In this paper, cooperative energy recycling (CER) is investigated in wireless-powered mobile edge computing systems. Unlike conventional architectures that rely solely on a dedicated power source, wireless sensors are additionally enabled to recycle energy from peer transmissions. To evaluate system performance, a joint computation optimization problem is formulated that integrates local computing and computation offloading, under an alpha-fairness objective that balances total computable data and user fairness while satisfying energy, latency, and task size constraints. Due to the inherent non-convexity introduced by coupled resource variables and fairness regularization, a variable-substitution technique is employed to transform the problem into a convex structure, which is then efficiently solved using Lagrangian duality and alternating optimization. To characterize the fairness-efficiency tradeoff, closed-form solutions are derived for three representative regimes: zero fairness, common fairness, and max-min fairness, each offering distinct system-level insights. Numerical results validate the effectiveness of the proposed CER-enabled framework, demonstrating significant gains in throughput and adaptability over benchmark schemes. The tunable alpha fairness mechanism provides flexible control over performance-fairness trade-offs across diverse scenarios.
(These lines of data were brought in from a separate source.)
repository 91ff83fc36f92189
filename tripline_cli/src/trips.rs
use std::path::{Path, PathBuf};

use anyhow::Context;
use clap::Args;
use comfy_table::Table;
use tracing::{info, warn};
use tripline::{
    ClockPolicy, ErrorMode, OutputShape, TripGenerator, TripParams, Trips, trip::TripSummary,
};

use crate::{
    file_utils::{is_geojson, output_file_for, read_folder},
    geojson_input::{InputProperties, read_paths},
    parsers,
};

#[derive(Args)]
pub struct TripsArgs {
    /// GeoJSON file, or folder of GeoJSON files processed as separate batches
    #[arg(short, long)]
    input: PathBuf,

    /// Output file, or folder when the input is a folder. Stdout when unset.
    #[arg(short, long)]
    output: Option<PathBuf>,

    /// JSON file of trip params, overridden by the flags below
    #[arg(long)]
    config: Option<PathBuf>,

    /// Speed in meters per second
    #[arg(long)]
    speed: Option<f64>,

    #[arg(long)]
    source_crs: Option<String>,

    #[arg(long)]
    target_crs: Option<String>,

    /// Epoch seconds or RFC 3339 timestamp
    #[arg(long, value_parser = parsers::parse_start_time)]
    start_time: Option<i64>,

    #[arg(long)]
    policy: Option<ClockPolicy>,

    #[arg(long)]
    shape: Option<OutputShape>,

    #[arg(long, default_value = "offset_distance")]
    offset_property: String,

    /// Feature property used as path id instead of the feature id
    #[arg(long)]
    id_property: Option<String>,

    /// Leave failing paths out instead of failing the batch
    #[arg(long)]
    skip_invalid: bool,

    /// Print a summary table of every batch
    #[arg(long)]
    summary: bool,

    #[arg(long)]
    pretty: bool,
}

impl TripsArgs {
    fn params(&self) -> Result<TripParams, anyhow::Error> {
        let mut params = match &self.config {
            Some(config) => {
                let content = std::fs::read_to_string(config)
                    .with_context(|| format!("Cannot read config {}", config.display()))?;
                serde_json::from_str(&content)
                    .with_context(|| format!("Invalid config {}", config.display()))?
            }
            None => TripParams::default(),
        };

        if let Some(speed) = self.speed {
            params.speed_m_per_s = Some(speed);
        }
        if let Some(source_crs) = &self.source_crs {
            params.source_crs = Some(source_crs.clone());
        }
        if let Some(target_crs) = &self.target_crs {
            params.target_crs = Some(target_crs.clone());
        }
        if let Some(start_time) = self.start_time {
            params.start_time = Some(start_time);
        }
        if let Some(policy) = self.policy {
            params.clock_policy = policy;
        }
        if let Some(shape) = self.shape {
            params.output_shape = shape;
        }
        if self.skip_invalid {
            params.error_mode = ErrorMode::Skip;
        }

        Ok(params)
    }

    fn input_properties(&self) -> InputProperties {
        InputProperties {
            offset_property: self.offset_property.clone(),
            id_property: self.id_property.clone(),
        }
    }
}

pub fn run(args: TripsArgs) -> Result<(), anyhow::Error> {
    let params = args.params()?;
    let generator = TripGenerator::from_params(&params)?;
    let properties = args.input_properties();

    if !args.input.exists() {
        anyhow::bail!("Input not found: {}", args.input.display());
    }

    if args.input.is_file() {
        let trips = process_file(&generator, &args.input, &properties)?;
        write_trips(&trips, args.output.as_deref(), args.pretty)?;
        if args.summary {
            print_summary(&[(args.input.clone(), trips.summary)]);
        }
        return Ok(());
    }

    let Some(output) = &args.output else {
        anyhow::bail!("An output folder is required when the input is a folder");
    };
    std::fs::create_dir_all(output)?;

    let mut summaries = Vec::new();
    let files = read_folder(&args.input)
        .with_context(|| format!("Cannot read input folder {}", args.input.display()))?;
    for path in files {
        if !is_geojson(&path) {
            continue;
        }

        let trips = process_file(&generator, &path, &properties)?;
        let out = output_file_for(&path, output);
        write_trips(&trips, Some(&out), args.pretty)?;
        info!("Wrote {}", out.display());
        summaries.push((path, trips.summary));
    }

    if args.summary {
        print_summary(&summaries);
    }

    Ok(())
}

/// Runs the paths of one file as a batch with its own clock.
pub fn process_file(
    generator: &TripGenerator,
    path: &Path,
    properties: &InputProperties,
) -> Result<Trips, anyhow::Error> {
    info!("Processing {}", path.display());
    let paths = read_paths(path, properties)?;
    let trips = generator
        .generate(&paths)
        .with_context(|| format!("Cannot generate trips for {}", path.display()))?;

    for skipped in &trips.skipped {
        warn!(
            "{}: skipped path {} ({}): {}",
            path.display(),
            skipped.index,
            skipped.id.as_deref().unwrap_or("no id"),
            skipped.error
        );
    }

    Ok(trips)
}

fn write_trips(trips: &Trips, output: Option<&Path>, pretty: bool) -> Result<(), anyhow::Error> {
    let json = if pretty {
        serde_json::to_string_pretty(&trips.output)?
    } else {
        serde_json::to_string(&trips.output)?
    };

    match output {
        Some(output) => {
            if let Some(parent) = output.parent() {
                std::fs::create_dir_all(parent)?;
            }
            std::fs::write(output, json)?;
        }
        None => println!("{json}"),
    }

    Ok(())
}

fn summary_table(summaries: &[(PathBuf, TripSummary)]) -> Table {
    let mut table = Table::new();
    table.set_header(vec!["File", "Paths", "Waypoints", "Skipped", "Earliest", "Latest"]);

    let timestamp = |value: Option<i64>| value.map(|value| value.to_string()).unwrap_or_default();

    for (path, summary) in summaries {
        table.add_row(vec![
            path.display().to_string(),
            summary.paths.to_string(),
            summary.waypoints.to_string(),
            summary.skipped.to_string(),
            timestamp(summary.earliest_timestamp),
            timestamp(summary.latest_timestamp),
        ]);
    }

    table
}

fn print_summary(summaries: &[(PathBuf, TripSummary)]) {
    eprintln!("{}", summary_table(summaries));
}
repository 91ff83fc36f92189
pub mod mercator;
pub mod transverse_mercator;

use crate::crs::{Crs, CrsDefinition};

pub use mercator::{Mercator, WebMercator};
pub use transverse_mercator::TransverseMercator;

/// Forward map projection from geographic degrees to planar meters.
pub trait Projection: Send + Sync {
    /// `(lon, lat)` in degrees to `(easting, northing)` in meters.
    ///
    /// Returns `None` when the coordinate is outside the projection's domain.
    fn forward(&self, lon: f64, lat: f64) -> Option<(f64, f64)>;
}

/// The projection onto a planar reference system, `None` for geographic ones.
pub fn for_crs(crs: &Crs) -> Option<Box<dyn Projection>> {
    match crs.definition() {
        CrsDefinition::Geographic(_) => None,
        CrsDefinition::WebMercator => Some(Box::new(WebMercator)),
        CrsDefinition::Mercator(ellipsoid) => Some(Box::new(Mercator::new(*ellipsoid))),
        CrsDefinition::TransverseMercator(params) => {
            Some(Box::new(TransverseMercator::new(*params)))
        }
    }
}

/// Wraps a longitude difference into `[-180, 180)`.
pub(crate) fn normalize_longitude(lon: f64) -> f64 {
    (lon + 180.0).rem_euclid(360.0) - 180.0
}
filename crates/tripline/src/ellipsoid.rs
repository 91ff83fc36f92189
/// Reference ellipsoid described by its semi-major axis and flattening.
#[derive(Debug, Clone, Copy, PartialEq)]
pub struct Ellipsoid {
    semi_major_axis: f64,
    inverse_flattening: f64,
}

impl Ellipsoid {
    pub const WGS84: Ellipsoid = Ellipsoid {
        semi_major_axis: 6_378_137.0,
        inverse_flattening: 298.257_223_563,
    };

    pub const GRS80: Ellipsoid = Ellipsoid {
        semi_major_axis: 6_378_137.0,
        inverse_flattening: 298.257_222_101,
    };

    pub fn semi_major_axis(&self) -> f64 {
        self.semi_major_axis
    }

    pub fn flattening(&self) -> f64 {
        1.0 / self.inverse_flattening
    }

    /// Third flattening `n = f / (2 - f)`.
    pub fn third_flattening(&self) -> f64 {
        let f = self.flattening();
        f / (2.0 - f)
    }

    /// First eccentricity `e = sqrt(f * (2 - f))`.
    pub fn eccentricity(&self) -> f64 {
        let f = self.flattening();
        (f * (2.0 - f)).sqrt()
    }
}

#[cfg(test)]
mod tests {
    use super::*;

    #[test]
    fn should_derive_wgs84_constants() {
        let e = Ellipsoid::WGS84.eccentricity();
        assert!((e - 0.081_819_190_842_6).abs() < 1e-12, "got {e}");

        let n = Ellipsoid::WGS84.third_flattening();
        assert!((n - 0.001_679_220_386_4).abs() < 1e-12, "got {n}");
    }

    #[test]
    fn grs80_differs_from_wgs84_only_in_flattening() {
        assert_eq!(
            Ellipsoid::GRS80.semi_major_axis(),
            Ellipsoid::WGS84.semi_major_axis()
        );
        assert_ne!(Ellipsoid::GRS80.flattening(), Ellipsoid::WGS84.flattening());
    }
}
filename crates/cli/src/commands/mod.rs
//! CLI command implementations.

pub mod admin;
pub mod migrate;
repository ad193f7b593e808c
//! Psicofinders Core - domain types and access gating.
//!
//! This crate is shared by every Psicofinders component:
//! - `site` - Public landing page, application intake and the `/pro` area
//! - `admin` - Backoffice for reviewing and exporting applications
//! - `cli` - Command-line tools for migrations and management
//!
//! # Architecture
//!
//! The core crate contains only types and pure decision functions - no I/O,
//! no database access, no HTTP clients. The binaries adapt framework requests
//! into calls to [`gate`] and persist the types from [`types`].
//!
//! # Modules
//!
//! - [`types`] - Ids, email, modality, languages, fees, availability, admin credential
//! - [`gate`] - Route classification and redirect decisions for `/pro` and `/admin`

#![cfg_attr(not(test), forbid(unsafe_code))]

pub mod gate;
pub mod types;

pub use types::*;
//! Application state shared across handlers.

use std::sync::Arc;

use axum::extract::FromRef;
use axum_extra::extract::cookie::Key;
use secrecy::ExposeSecret;
use sha2::{Digest, Sha512};
use sqlx::PgPool;

use crate::config::SiteConfig;
use crate::db::RepositoryError;
use crate::services::{IdentityClient, IdentityError};

/// Application state shared across all handlers.
///
/// This struct is cheaply cloneable via `Arc`. The database and the identity
/// provider are both optional: the site still serves its public pages
/// without them, and each dependent route reports the gap on its own.
#[derive(Clone)]
pub struct AppState {
    inner: Arc<AppStateInner>,
}

struct AppStateInner {
    config: SiteConfig,
    pool: Option<PgPool>,
    identity: Option<IdentityClient>,
    cookie_key: Key,
}

impl AppState {
    /// Create a new application state.
    ///
    /// # Errors
    ///
    /// Returns an error if the identity provider client cannot be built.
    pub fn new(config: SiteConfig, pool: Option<PgPool>) -> Result<Self, IdentityError> {
        let identity = config
            .identity
            .as_ref()
            .map(IdentityClient::new)
            .transpose()?;
        let cookie_key = derive_cookie_key(&config);

        Ok(Self {
            inner: Arc::new(AppStateInner {
                config,
                pool,
                identity,
                cookie_key,
            }),
        })
    }

    #[must_use]
    pub fn config(&self) -> &SiteConfig {
        &self.inner.config
    }

    /// The database pool.
    ///
    /// # Errors
    ///
    /// Returns `RepositoryError::Unavailable` when no database is configured.
    pub fn pool(&self) -> Result<&PgPool, RepositoryError> {
        self.inner.pool.as_ref().ok_or(RepositoryError::Unavailable)
    }

    #[must_use]
    pub fn has_database(&self) -> bool {
        self.inner.pool.is_some()
    }

    /// The identity provider client, if configured.
    #[must_use]
    pub fn identity(&self) -> Option<&IdentityClient> {
        self.inner.identity.as_ref()
    }
}

impl FromRef<AppState> for Key {
    fn from_ref(state: &AppState) -> Self {
        state.inner.cookie_key.clone()
    }
}

/// 64-byte cookie key from the session secret.
fn derive_cookie_key(config: &SiteConfig) -> Key {
    let digest = Sha512::digest(config.session_secret.expose_secret().as_bytes());
    Key::from(digest.as_slice())
}
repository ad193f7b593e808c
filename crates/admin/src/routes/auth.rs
//! Backoffice login and logout.

use askama::Template;
use axum::{
    Form,
    extract::{Query, State, rejection::FormRejection},
    response::{Html, IntoResponse, Response},
};
use axum_extra::extract::SignedCookieJar;
use psicofinders_core::gate::{ADMIN_HOME_PATH, ADMIN_LOGIN_ERROR_PATH, ADMIN_LOGIN_PATH};
use serde::Deserialize;

use super::found;
use crate::error::Result;
use crate::filters;
use crate::middleware::{admin_cookie, removal_cookie};
use crate::state::AppState;

#[derive(Template)]
#[template(path = "login.html")]
struct LoginTemplate {
    error: bool,
}

#[derive(Debug, Deserialize)]
pub struct LoginQuery {
    err: Option<String>,
}

#[derive(Deserialize)]
pub struct AuthorizeForm {
    #[serde(default)]
    password: String,
}

/// GET /admin/login
pub async fn login_page(Query(query): Query<LoginQuery>) -> Result<Html<String>> {
    let template = LoginTemplate {
        error: query.err.is_some(),
    };
    Ok(Html(template.render()?))
}

/// POST /admin/login/authorize
///
/// Any failure, including a malformed body or a missing password hash,
/// ends at `/admin/login?err=1` without a cookie.
pub async fn authorize(
    State(state): State<AppState>,
    jar: SignedCookieJar,
    form: std::result::Result<Form<AuthorizeForm>, FormRejection>,
) -> Response {
    let Ok(Form(form)) = form else {
        return found(ADMIN_LOGIN_ERROR_PATH);
    };

    match state.verifier().verify(&form.password) {
        Ok(token) => {
            tracing::info!("Admin signed in");
            (jar.add(admin_cookie(token)), found(ADMIN_HOME_PATH)).into_response()
        }
        Err(_) => {
            if state.verifier().is_configured() {
                tracing::warn!("Admin login rejected");
            } else {
                tracing::warn!("Admin login attempted but ADMIN_PASSWORD_HASH is not set");
            }
            found(ADMIN_LOGIN_ERROR_PATH)
        }
    }
}

/// POST /admin/logout
pub async fn logout(jar: SignedCookieJar) -> impl IntoResponse {
    (jar.remove(removal_cookie()), found(ADMIN_LOGIN_PATH))
}
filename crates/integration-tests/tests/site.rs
//! Integration tests for the public site and the `/pro` gate.
//!
//! These tests require:
//! - A migrated `PostgreSQL` database
//! - The site running (cargo run -p psicofinders-site)
//!
//! Run with: cargo test -p psicofinders-integration-tests -- --ignored

use psicofinders_integration_tests::{client, intake_payload, location, site_base_url};
use reqwest::StatusCode;
use serde_json::{Value, json};

#[tokio::test]
#[ignore = "Requires running site server"]
async fn test_health() {
    let resp = client()
        .get(format!("{}/health", site_base_url()))
        .send()
        .await
        .expect("Failed to reach site");
    assert_eq!(resp.status(), StatusCode::OK);
    assert!(resp.headers().contains_key("x-request-id"));
}

#[tokio::test]
#[ignore = "Requires running site server"]
async fn test_landing_page() {
    let resp = client()
        .get(format!("{}/pros", site_base_url()))
        .send()
        .await
        .expect("Failed to get landing");
    assert_eq!(resp.status(), StatusCode::OK);
    let html = resp.text().await.expect("Failed to read response");
    assert!(html.contains("intake-form"));
}

#[tokio::test]
#[ignore = "Requires running site server and database"]
async fn test_intake_accepts_valid_application() {
    let resp = client()
        .post(format!("{}/api/therapists", site_base_url()))
        .json(&intake_payload())
        .send()
        .await
        .expect("Failed to submit application");
    assert_eq!(resp.status(), StatusCode::CREATED);
    let body: Value = resp.json().await.expect("Invalid JSON");
    assert_eq!(body["ok"], true);
}

#[tokio::test]
#[ignore = "Requires running site server"]
async fn test_intake_rejects_empty_langs() {
    let mut payload = intake_payload();
    payload["langs"] = json!([]);
    let resp = client()
        .post(format!("{}/api/therapists", site_base_url()))
        .json(&payload)
        .send()
        .await
        .expect("Failed to submit application");
    assert_eq!(resp.status(), StatusCode::BAD_REQUEST);
    let body: Value = resp.json().await.expect("Invalid JSON");
    assert_eq!(body, json!({"error": "Missing field: langs"}));
}

#[tokio::test]
#[ignore = "Requires running site server"]
async fn test_status_endpoint() {
    let resp = client()
        .get(format!("{}/api/therapists", site_base_url()))
        .send()
        .await
        .expect("Failed to get status");
    assert_eq!(resp.status(), StatusCode::OK);
    let body: Value = resp.json().await.expect("Invalid JSON");
    assert_eq!(body["ok"], true);
    assert_eq!(body["env"]["site"], true);
}

#[tokio::test]
#[ignore = "Requires running site server"]
async fn test_anonymous_pro_page_redirects_to_login() {
    let resp = client()
        .get(format!("{}/pro/agenda?saved=1", site_base_url()))
        .send()
        .await
        .expect("Failed to get pro page");
    assert_eq!(resp.status(), StatusCode::FOUND);
    assert_eq!(
        location(resp.headers()),
        Some("/pro/login?next=/pro/agenda%3Fsaved%3D1")
    );
}

#[tokio::test]
#[ignore = "Requires running site server"]
async fn test_login_page_is_public() {
    let resp = client()
        .get(format!("{}/pro/login", site_base_url()))
        .send()
        .await
        .expect("Failed to get login page");
    assert_eq!(resp.status(), StatusCode::OK);
}
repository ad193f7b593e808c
//! Therapist profile repository.
//!
//! A repository is bound to one owner at construction. Every statement is
//! filtered by `id = owner`, so a handler can only ever read or write the
//! row of the signed-in account.

use rust_decimal::Decimal;
use sqlx::PgPool;
use sqlx::types::Json;
use uuid::Uuid;

use psicofinders_core::{Availability, FeeRange, Modality, OnboardingState, TherapistId};

use super::RepositoryError;
use crate::models::{Identity, OnboardingSubmission, ProfileUpdate, TherapistProfile};

#[derive(sqlx::FromRow)]
struct TherapistRow {
    id: Uuid,
    email: Option<String>,
    name: Option<String>,
    colegiado: Option<String>,
    modality: Option<String>,
    langs: Vec<String>,
    approaches: Vec<String>,
    specialties: Vec<String>,
    city: Option<String>,
    country: Option<String>,
    website: Option<String>,
    phone: Option<String>,
    price_min: Option<Decimal>,
    price_max: Option<Decimal>,
    availability: Json<Availability>,
    avatar_url: Option<String>,
    onboarding_complete: bool,
}

impl TryFrom<TherapistRow> for TherapistProfile {
    type Error = RepositoryError;

    fn try_from(row: TherapistRow) -> Result<Self, Self::Error> {
        let modality = row
            .modality
            .as_deref()
            .map(str::parse::<Modality>)
            .transpose()
            .map_err(|e| RepositoryError::DataCorruption(format!("therapist {}: {e}", row.id)))?;
        let fees = FeeRange::new(row.price_min, row.price_max).map_err(|e| {
            RepositoryError::DataCorruption(format!("therapist {}: fees: {e}", row.id))
        })?;

        Ok(Self {
            id: TherapistId::new(row.id),
            email: row.email,
            name: row.name,
            colegiado: row.colegiado,
            modality,
            langs: row.langs,
            approaches: row.approaches,
            specialties: row.specialties,
            city: row.city,
            country: row.country,
            website: row.website,
            phone: row.phone,
            fees,
            availability: row.availability.0,
            avatar_url: row.avatar_url,
            onboarding_complete: row.onboarding_complete,
        })
    }
}

/// Repository for the signed-in therapist's own profile row.
pub struct TherapistRepository<'a> {
    pool: &'a PgPool,
    owner: &'a Identity,
}

impl<'a> TherapistRepository<'a> {
    /// Create a repository scoped to `owner`.
    #[must_use]
    pub const fn new(pool: &'a PgPool, owner: &'a Identity) -> Self {
        Self { pool, owner }
    }

    fn owner_id(&self) -> Uuid {
        self.owner.id.as_uuid()
    }

    /// Onboarding state of the owner; no row means [`OnboardingState::NoAccount`].
    ///
    /// # Errors
    ///
    /// Returns `RepositoryError::Database` if the query fails.
    pub async fn onboarding_state(&self) -> Result<OnboardingState, RepositoryError> {
        let flag: Option<bool> =
            sqlx::query_scalar("SELECT onboarding_complete FROM therapists WHERE id = $1")
                .bind(self.owner_id())
                .fetch_optional(self.pool)
                .await?;

        Ok(OnboardingState::from_flag(flag))
    }

    /// Read the owner's profile.
    ///
    /// # Errors
    ///
    /// Returns `RepositoryError::Database` if the query fails.
    /// Returns `RepositoryError::DataCorruption` if a stored value is invalid.
    pub async fn get_profile(&self) -> Result<Option<TherapistProfile>, RepositoryError> {
        let row = sqlx::query_as::<_, TherapistRow>(
            r"
            SELECT id, email, name, colegiado, modality, langs, approaches, specialties,
                   city, country, website, phone, price_min, price_max, availability,
                   avatar_url, onboarding_complete
            FROM therapists
            WHERE id = $1
            ",
        )
        .bind(self.owner_id())
        .fetch_optional(self.pool)
        .await?;

        row.map(TherapistProfile::try_from).transpose()
    }

    /// Create or update the owner's row from the onboarding form and mark
    /// onboarding complete.
    ///
    /// # Errors
    ///
    /// Returns `RepositoryError::Database` if the statement fails.
    pub async fn complete_onboarding(
        &self,
        submission: &OnboardingSubmission,
    ) -> Result<(), RepositoryError> {
        sqlx::query(
            r"
            INSERT INTO therapists (id, email, name, colegiado, modality, langs, onboarding_complete)
            VALUES ($1, $2, $3, $4, $5, $6, TRUE)
            ON CONFLICT (id) DO UPDATE SET
                email = COALESCE(EXCLUDED.email, therapists.email),
                name = EXCLUDED.name,
                colegiado = EXCLUDED.colegiado,
                modality = EXCLUDED.modality,
                langs = EXCLUDED.langs,
                onboarding_complete = TRUE,
                updated_at = now()
            ",
        )
        .bind(self.owner_id())
        .bind(self.owner.email.as_deref())
        .bind(&submission.name)
        .bind(&submission.colegiado)
        .bind(submission.modality.as_str())
        .bind(submission.langs.as_slice())
        .execute(self.pool)
        .await?;

        Ok(())
    }

    /// Update the identity fields edited on the profile page.
    ///
    /// # Errors
    ///
    /// Returns `RepositoryError::NotFound` if the owner has no row yet.
    /// Returns `RepositoryError::Database` if the statement fails.
    pub async fn update_profile(&self, update: &ProfileUpdate) -> Result<(), RepositoryError> {
        let result = sqlx::query(
            r"
            UPDATE therapists SET
                name = $2,
                colegiado = $3,
                modality = $4,
                langs = $5,
                city = $6,
                country = $7,
                website = $8,
                phone = $9,
                updated_at = now()
            WHERE id = $1
            ",
        )
        .bind(self.owner_id())
        .bind(&update.name)
        .bind(&update.colegiado)
        .bind(update.modality.as_str())
        .bind(update.langs.as_slice())
        .bind(update.city.as_deref())
        .bind(update.country.as_deref())
        .bind(update.website.as_deref())
        .bind(update.phone.as_deref())
        .execute(self.pool)
        .await?;

        if result.rows_affected() == 0 {
            return Err(RepositoryError::NotFound);
        }
        Ok(())
    }

    /// Replace the owner's fee range.
    ///
    /// # Errors
    ///
    /// Returns `RepositoryError::NotFound` if the owner has no row yet.
    /// Returns `RepositoryError::Database` if the statement fails.
    pub async fn update_fees(&self, fees: &FeeRange) -> Result<(), RepositoryError> {
        let result = sqlx::query(
            "UPDATE therapists SET price_min = $2, price_max = $3, updated_at = now() WHERE id = $1",
        )
        .bind(self.owner_id())
        .bind(fees.min())
        .bind(fees.max())
        .execute(self.pool)
        .await?;

        if result.rows_affected() == 0 {
            return Err(RepositoryError::NotFound);
        }
        Ok(())
    }

    /// Replace the owner's whole weekly availability.
    ///
    /// The caller validates `availability` first; this stores it as given.
    ///
    /// # Errors
    ///
    /// Returns `RepositoryError::NotFound` if the owner has no row yet.
    /// Returns `RepositoryError::Database` if the statement fails.
    pub async fn update_availability(
        &self,
        availability: &Availability,
    ) -> Result<(), RepositoryError> {
        let result = sqlx::query(
            "UPDATE therapists SET availability = $2, updated_at = now() WHERE id = $1",
        )
        .bind(self.owner_id())
        .bind(Json(availability))
        .execute(self.pool)
        .await?;

        if result.rows_affected() == 0 {
            return Err(RepositoryError::NotFound);
        }
        Ok(())
    }
}
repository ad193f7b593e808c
//! Shared form helpers: option lists for checkboxes and radios, and input
//! clean-up.

use psicofinders_core::Modality;

/// A language checkbox.
#[derive(Debug, Clone)]
pub struct LangOption {
    pub code: &'static str,
    pub label: &'static str,
    pub checked: bool,
}

/// A modality radio button.
#[derive(Debug, Clone)]
pub struct ModalityOption {
    pub value: &'static str,
    pub label: &'static str,
    pub selected: bool,
}

/// Display name of a language code; unknown codes map to themselves.
#[must_use]
pub fn language_label(code: &str) -> Option<&'static str> {
    match code {
        "es" => Some("Español"),
        "ca" => Some("Català"),
        "en" => Some("English"),
        "fr" => Some("Français"),
        "pt" => Some("Português"),
        "de" => Some("Deutsch"),
        _ => None,
    }
}

#[must_use]
pub fn lang_options(codes: &[&'static str], selected: &[String]) -> Vec<LangOption> {
    codes
        .iter()
        .map(|&code| LangOption {
            code,
            label: language_label(code).unwrap_or(code),
            checked: selected.iter().any(|s| s == code),
        })
        .collect()
}

#[must_use]
pub fn modality_options(selected: Option<Modality>) -> Vec<ModalityOption> {
    Modality::ALL
        .into_iter()
        .map(|m| ModalityOption {
            value: m.as_str(),
            label: m.label(),
            selected: selected == Some(m),
        })
        .collect()
}

/// Trimmed input, `None` when blank.
#[must_use]
pub fn optional(input: Option<&str>) -> Option<String> {
    input
        .map(str::trim)
        .filter(|s| !s.is_empty())
        .map(str::to_owned)
}

/// Trimmed required input.
///
/// # Errors
///
/// Returns the message to show when the input is blank.
pub fn required(input: &str, message: &str) -> Result<String, String> {
    optional(Some(input)).ok_or_else(|| message.to_owned())
}

#[cfg(test)]
mod tests {
    use super::*;

    #[test]
    fn test_lang_options_marks_selected() {
        let options = lang_options(&["es", "ca", "en"], &["ca".to_owned()]);
        assert_eq!(options.len(), 3);
        assert!(!options[0].checked);
        assert!(options[1].checked);
        assert_eq!(options[1].label, "Català");
    }

    #[test]
    fn test_modality_options() {
        let options = modality_options(Some(Modality::Hybrid));
        assert_eq!(options.iter().filter(|o| o.selected).count(), 1);
        assert!(options.iter().any(|o| o.value == "hybrid" && o.selected));
        assert!(modality_options(None).iter().all(|o| !o.selected));
    }

    #[test]
    fn test_optional_and_required() {
        assert_eq!(optional(Some("  ")), None);
        assert_eq!(optional(Some(" Lleida ")), Some("Lleida".to_owned()));
        assert_eq!(optional(None), None);
        assert_eq!(required(" ", "Falta el nombre."), Err("Falta el nombre.".to_owned()));
    }
}
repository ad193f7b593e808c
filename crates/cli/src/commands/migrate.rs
//! Database migration command.
//!
//! Migrations live in `migrations/` at the workspace root and are embedded
//! at build time. Both binaries share one database.
//!
//! # Environment Variables
//!
//! - `DATABASE_URL` - `PostgreSQL` connection string

use secrecy::{ExposeSecret, SecretString};
use sqlx::PgPool;
use thiserror::Error;

/// Errors that can occur while migrating.
#[derive(Debug, Error)]
pub enum MigrationError {
    #[error("Missing environment variable: {0}")]
    MissingEnvVar(&'static str),

    #[error("Database error: {0}")]
    Database(#[from] sqlx::Error),

    #[error("Migration error: {0}")]
    Migration(#[from] sqlx::migrate::MigrateError),
}

/// Apply every pending migration.
///
/// # Errors
///
/// Returns `MigrationError` if `DATABASE_URL` is unset, the connection fails,
/// or a migration fails.
pub async fn run() -> Result<(), MigrationError> {
    dotenvy::dotenv().ok();

    let database_url = std::env::var("DATABASE_URL")
        .ok()
        .filter(|v| !v.trim().is_empty())
        .map(SecretString::from)
        .ok_or(MigrationError::MissingEnvVar("DATABASE_URL"))?;

    tracing::info!("Connecting to database...");
    let pool = PgPool::connect(database_url.expose_secret()).await?;

    tracing::info!("Running migrations...");
    sqlx::migrate!("../../migrations").run(&pool).await?;

    tracing::info!("Migrations complete");
    Ok(())
}
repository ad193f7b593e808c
//! Request ID middleware for request tracing and correlation.

use axum::{extract::Request, http::HeaderValue, middleware::Next, response::Response};
use tracing::Span;
use uuid::Uuid;

/// The HTTP header name for request IDs.
pub const REQUEST_ID_HEADER: &str = "x-request-id";

/// Tag every request with a fresh UUID v4.
///
/// The backoffice sits behind no proxy that assigns ids, so incoming
/// `x-request-id` headers are ignored. The id is recorded on the current
/// span, set as a Sentry tag and returned in the response headers.
pub async fn request_id_middleware(request: Request, next: Next) -> Response {
    let request_id = Uuid::new_v4().to_string();

    Span::current().record("request_id", &request_id);
    sentry::configure_scope(|scope| {
        scope.set_tag("request_id", &request_id);
    });

    let mut response = next.run(request).await;
    if let Ok(value) = HeaderValue::from_str(&request_id) {
        response.headers_mut().insert(REQUEST_ID_HEADER, value);
    }
    response
}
翻译：本文研究了无线供能移动边缘计算系统中的协同能量回收机制。与传统架构仅依赖专用电源不同，本系统进一步允许无线传感器从对等传输中回收能量。为评估系统性能，本文构建了一个联合计算优化问题，该问题融合了本地计算与计算卸载，并以α-公平性为目标，在满足能量、时延和任务规模约束的前提下，平衡可计算数据总量与用户公平性。由于耦合资源变量与公平性正则化项导致问题固有的非凸性，本文采用变量替换技术将问题转化为凸结构，进而利用拉格朗日对偶与交替优化方法高效求解。为刻画公平性与效率的权衡关系，推导了三种典型机制下的闭式解：零公平性、常规公平性与最大最小公平性，每种机制均揭示了独特的系统级特性。数值结果验证了所提协同能量回收框架的有效性，相较于基准方案，在吞吐量与适应性方面均展现出显著优势。可调节的α公平性机制为不同场景下的性能-公平性权衡提供了灵活调控手段。